New paper proves no AI feature ranking is reliable when data is correlated

68% of datasets show instability; DASH method offers a mathematically optimal fix.

Deep Dive

Researchers from an anonymous team (Caraker, Arnold, Rhoads) have released a landmark paper proving that no feature attribution ranking can simultaneously satisfy three desirable properties—faithfulness, stability, and completeness—when features are collinear. For collinear pairs, ranking effectively reduces to a coin flip. The proof is quantitative: the attribution ratio diverges as 1/(1-rho^2) for gradient boosting, is infinite for Lasso, and converges for random forests. The authors characterize the entire design space: only two families of methods exist—faithful-complete methods that are unstable (rankings flip up to 50% of the time) and ensemble methods like DASH that are stable and report ties for symmetric features.
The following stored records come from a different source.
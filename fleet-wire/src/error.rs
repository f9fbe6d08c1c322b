use thiserror::Error;

/// Errors surfaced by the wire layer: framing, (de)serialization, and malformed envelopes.
///
/// Mirrors the shape of the orchestration-layer error enum one level up (`fleet::FleetError`):
/// one variant per failure mode, a constructor helper per variant, and an `is_retryable` hint
/// so callers don't need to match on variants to decide whether to back off and retry.
#[derive(Debug, Error)]
pub enum WireError {
    #[error("connection closed by peer")]
    ConnectionClosed,

    #[error("io error: {0}")]
    Io(#[from] std::io::Error),

    #[error("malformed frame: {0}")]
    MalformedFrame(String),

    #[error("frame exceeds maximum size ({size} > {max})")]
    FrameTooLarge { size: u32, max: u32 },

    #[error("serialization error: {0}")]
    Serialization(#[from] serde_json::Error),

    #[error("envelope missing required field: {0}")]
    InvalidEnvelope(String),
}

impl WireError {
    pub fn malformed(msg: impl Into<String>) -> Self {
        Self::MalformedFrame(msg.into())
    }

    pub fn invalid_envelope(msg: impl Into<String>) -> Self {
        Self::InvalidEnvelope(msg.into())
    }

    /// Whether a caller can reasonably reconnect/resend after this error.
    pub fn is_retryable(&self) -> bool {
        matches!(self, Self::ConnectionClosed | Self::Io(_))
    }
}

pub type WireResult<T> = Result<T, WireError>;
To mitigate the problem, the team introduces DASH (Diversified Aggregation of SHAP), a Pareto-optimal ensemble method that achieves the Cramér-Rao variance bound with a tight ensemble size formula. In a survey of 77 public datasets, 68% exhibited attribution instability. The framework includes practical diagnostics—a Z-test workflow and single-model screening tool—and has direct consequences for fairness auditing: SHAP-based proxy discrimination audits are provably unreliable under collinearity. The entire impossibility theorem, design space theorem, and diagnostics are mechanically verified in Lean 4 (305 theorems from 16 axioms, 0 sorry)—the first formally verified impossibility in explainable AI.

Key Points
  • No feature ranking can be faithful, stable, and complete under collinearity; rankings flip up to 50% of the time for collinear pairs.
  • DASH (Diversified Aggregation of SHAP) is a provably Pareto-optimal ensemble method that achieves the Cramér-Rao variance bound.
  • 68% of 77 surveyed public datasets exhibit attribution instability; the findings are formally verified with 305 Lean 4 theorems.

Why It Matters

This proves that popular SHAP-based fairness audits are unreliable—a direct challenge to current AI governance practices.